Refer to Testing for general guidelines.
Note: Stanford reviews applications using either official or self-reported test scores for all applicants. Please self-report your highest scores in the Testing section of either the Common Application. All official scores will be required if you are offered admission and choose to enroll.
Fluency in English is a prerequisite for undergraduate admission at Stanford. However, we do not require that you take any standardized tests to demonstrate your English skills. While these exams are useful in helping us determine our applicants’ English proficiency, you may feel your fluency will be clear in other aspects of your application. We have no preferred proficiency exam. Generally, we receive English proficiency exam results from applicants whose native language is not English and/or the primary language of instruction at their secondary school is not English.
If you wish to take an English proficiency exam but feel that the cost is a financial burden for you, we offer fee waivers for the Duolingo English Test. We are only able to offer fee waivers to students who have demonstrated financial need through a complete submitted application. You must indicate on your application that you plan to apply for financial aid. Once you have submitted your application, please email us to request a fee waiver. Your email should include your full name, school, and birthdate. In order to ensure your test results reach us in time, please request a fee waiver no later than a week after the application deadline (November 8th for REA, January 12th for RD, and March 22nd for Transfer).

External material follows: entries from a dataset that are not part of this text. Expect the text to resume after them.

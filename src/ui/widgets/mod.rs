// Custom widgets for the TUI

pub mod slider;
pub mod text_input;

pub use slider::MemberSlider;
pub use text_input::{TextField, TextInput};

Applicants who are international citizens will receive information detailing the student visa application process if offered admission to Stanford. To learn more about the visa and immigration process, please visit the Bechtel International Center: Immigration website .
Stanford's international community adds vibrancy to our campus, and they find themselves at home in the dorms and classrooms. International students hail from around the world, speak a variety of languages and offer unique cultural perspectives. To see a sampling of some of the international student groups on campus and the many networks of support available to this community, please visit the Bechtel International Center website .
We do not have any exchange programs for undergraduates. If you would like to study at Stanford, you will need to apply as a transfer student, or consider graduate programs, the Stanford Continuing Studies program, or Stanford Summer Session. Please note that admission to the summer program is separate from Stanford’s undergraduate admission and does not provide an advantage in the undergraduate admission process.
The Office of Undergraduate Admission does not partner or work with paid agents or credentialing services. It is expected that all students complete their application materials without the use of such services.